Russian President Vladimir Putin said that his country can't be isolated.
Speaking on a visit to the Vostochny space launch facility in Russia's Far East, Putin said Tuesday that Russia has no intention to isolate itself and added that foreign powers wouldn't succeed in isolating it.
He said that "it's certainly impossible to isolate anyone in the world of today, especially such a huge country as Russia".
Putin added that "we will work with those of our partners who want to cooperate".
Putin's visit to Vostochny marked his first known trip outside Moscow since Russia launched military action in Ukraine on February 24. Putin toured space facilities together with Belarusian President Alexander Lukashenko.
He charged that Ukraine was turned into an "anti-Russian bridgehead" where "sprouts of nationalism and neo-Nazism were being cultivated". Ukraine and its Western allies have dismissed such claims as a cover for aggression.
Putin reaffirmed his claim that the Russian "special military operation" was aimed to protect people in areas in eastern Ukraine controlled by Moscow-backed rebels.

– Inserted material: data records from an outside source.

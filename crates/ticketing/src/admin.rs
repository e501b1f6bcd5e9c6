//! Administrative access to purchase history.

use artifact_store::{ArtifactPath, ArtifactStore};
use common::OrderNumber;
use order_store::{OrderStore, PurchaseRecord};
use serde::Serialize;
use subtle::ConstantTimeEq;

use crate::error::{Result, TicketingError};
use crate::payload::TicketPayload;

/// Shared secret guarding the admin operations.
///
/// An empty secret means admin access is disabled: nothing matches it.
#[derive(Clone, Default)]
pub struct AdminSecret(String);

impl AdminSecret {
    pub fn new(secret: impl Into<String>) -> Self {
        Self(secret.into())
    }

    pub fn is_configured(&self) -> bool {
        !self.0.is_empty()
    }

    /// Compares in constant time with respect to the secret's contents.
    pub fn verify(&self, supplied: &str) -> bool {
        self.is_configured() && bool::from(self.0.as_bytes().ct_eq(supplied.as_bytes()))
    }
}

impl std::fmt::Debug for AdminSecret {
    fn fmt(&self, f: &mut std::fmt::Formatter<'_>) -> std::fmt::Result {
        f.write_str("AdminSecret(..)")
    }
}

/// Returned after a successful cancellation.
#[derive(Debug, Clone, PartialEq, Eq, Serialize)]
pub struct CancellationConfirmation {
    pub order_number: OrderNumber,
    pub message: String,
}

/// Listing, lookup, cancellation and ticket verification for administrators.
///
/// Every operation requires the admin secret, cancellation included.
pub struct AdminService<O, A>
where
    O: OrderStore,
    A: ArtifactStore,
{
    orders: O,
    artifacts: A,
    secret: AdminSecret,
}

impl<O, A> AdminService<O, A>
where
    O: OrderStore,
    A: ArtifactStore,
{
    pub fn new(orders: O, artifacts: A, secret: AdminSecret) -> Self {
        Self {
            orders,
            artifacts,
            secret,
        }
    }

    fn authorize(&self, supplied: &str) -> Result<()> {
        if self.secret.verify(supplied) {
            Ok(())
        } else {
            metrics::counter!("admin_auth_failures_total").increment(1);
            tracing::warn!(
                configured = self.secret.is_configured(),
                "rejected admin request"
            );
            Err(TicketingError::Unauthorized)
        }
    }

    /// Returns every purchase, highest order number first.
    #[tracing::instrument(skip_all)]
    pub async fn list_history(&self, secret: &str) -> Result<Vec<PurchaseRecord>> {
        self.authorize(secret)?;
        Ok(self.orders.list_descending_by_order().await?)
    }

    /// Returns a single purchase.
    #[tracing::instrument(skip(self, secret))]
    pub async fn find(&self, secret: &str, order_number: OrderNumber) -> Result<PurchaseRecord> {
        self.authorize(secret)?;
        self.orders
            .find_by_order_number(order_number)
            .await?
            .ok_or(TicketingError::NotFound(order_number))
    }

    /// Cancels a purchase: removes its artifact, then its record.
    ///
    /// The artifact goes first so that an interruption leaves a record
    /// without an artifact, which is visible in the history and can be
    /// cancelled again. Cancelling an order that does not exist, including
    /// one already cancelled, returns `NotFound`.
    #[tracing::instrument(skip(self, secret))]
    pub async fn cancel(
        &self,
        secret: &str,
        order_number: OrderNumber,
    ) -> Result<CancellationConfirmation> {
        self.authorize(secret)?;

        let record = self
            .orders
            .find_by_order_number(order_number)
            .await?
            .ok_or(TicketingError::NotFound(order_number))?;

        match record.artifact_path.parse::<ArtifactPath>() {
            Ok(path) => self.artifacts.delete(&path).await?,
            Err(e) => tracing::warn!(
                artifact_path = %record.artifact_path,
                error = %e,
                "stored artifact path is invalid, skipping artifact removal"
            ),
        }

        // A concurrent cancellation may have removed the record meanwhile
        self.orders
            .delete_by_order_number(order_number)
            .await?
            .ok_or(TicketingError::NotFound(order_number))?;

        metrics::counter!("cancellations_total").increment(1);
        tracing::info!(%order_number, "purchase cancelled");

        Ok(CancellationConfirmation {
            order_number,
            message: format!("Order #{order_number} cancelled"),
        })
    }

    /// Checks a scanned ticket payload against the stored purchase.
    #[tracing::instrument(skip_all)]
    pub async fn verify_ticket(&self, secret: &str, payload: &str) -> Result<PurchaseRecord> {
        self.authorize(secret)?;

        let ticket = TicketPayload::decode(payload)?;
        let record = self
            .orders
            .find_by_order_number(ticket.order_number)
            .await?
            .ok_or(TicketingError::NotFound(ticket.order_number))?;

        if !ticket.matches(&record) {
            tracing::warn!(order_number = %ticket.order_number, "ticket does not match stored purchase");
            return Err(TicketingError::TicketMismatch(ticket.order_number));
        }
        Ok(record)
    }
}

He also said that the campaign was also aimed to "ensure Russia's own security".
Putin argued that "we had no other choice" and said that "there is no doubt that we will achieve our goals".
The World Trade Organisation is predicting that trade in goods will grow much less than previously expected this year, saying prospects for the global economy have darkened since the onset of Russia's war in Ukraine.
The Geneva-based WTO on Tuesday pointed to multiple uncertainties in its forecast over the next two years because Russian and Ukrainian exports of items like food, oil and fertilisers are under threat from the war. It also cited the lingering impact of the Covid-19 pandemic - notably from lockdowns in China.
Director-general Ngozi Okonjo-Iweala described a "double whammy" from the conflict and the coronavirus. She said the war has caused "immense human suffering" in the region and its effect has rippled around the world, notably in poorer countries.
The WTO said its projections for world trade take into account factors like the impact of the war, sanctions on Russia, and lower demand around the world from lower business and consumer confidence. It said world merchandise trade volume is expected to grow 3 per cent this year, down from a forecast of 4.7 per cent before the war began.
Mayor: 10,000 dead in Ukraine's Mariupol and toll could rise
The besieged Ukrainian city of Mariupol yielded up more horrors after six weeks of pummelling by Russian troops, with the mayor saying more than 10,000 civilians have died in the strategic southern port, their bodies "carpeted through the streets".
As Russia pounded targets around Ukraine and prepared for a major assault in the east, the country's leader warned Putin's forces could resort to chemical weapons, and Western officials said they were investigating an unconfirmed claim by a Ukrainian regiment that a poisonous substance was dropped in Mariupol.
The city has had some of the heaviest attacks and civilian suffering in the war, but the land, sea and air assaults by Russian forces fighting to capture it have increasingly limited information about what's happening inside the city.
Speaking by phone Monday with the Associated Press, Mariupol Mayor Vadym Boychenko accused Russian forces of having blocked weeks of attempted humanitarian convoys into the city in part to conceal the carnage. Boychenko said the death toll in Mariupol alone could surpass 20,000.
Boychenko also gave new details of allegations by Ukrainian officials that Russian forces have brought mobile cremation equipment to Mariupol to dispose of the bodies of victims of the siege. He said Russian forces have taken many bodies to a huge shopping centre where there are storage facilities and refrigerators.
"Mobile crematoriums have arrived in the form of trucks: You open it, and there is a pipe inside and these bodies are burned," the mayor said.
Boychenko spoke from Ukrainian-controlled territory outside Mariupol. The mayor said he had several sources for his description of the alleged methodical burning of bodies by Russian forces in the city, but did not detail the sources.
The discovery of large numbers of apparently massacred civilians after Russian forces retreated from cities and towns around the capital, Kyiv, already has prompted widespread condemnation and accusations that Russia is committing war crimes in Ukraine.
Those forces withdrew after they failed to take Kyiv in the face of stiff Ukrainian resistance, and Russia now says it will focus on the Donbas, an industrial region in Ukraine's east. Already there are signs the military is gearing up for a major offensive there.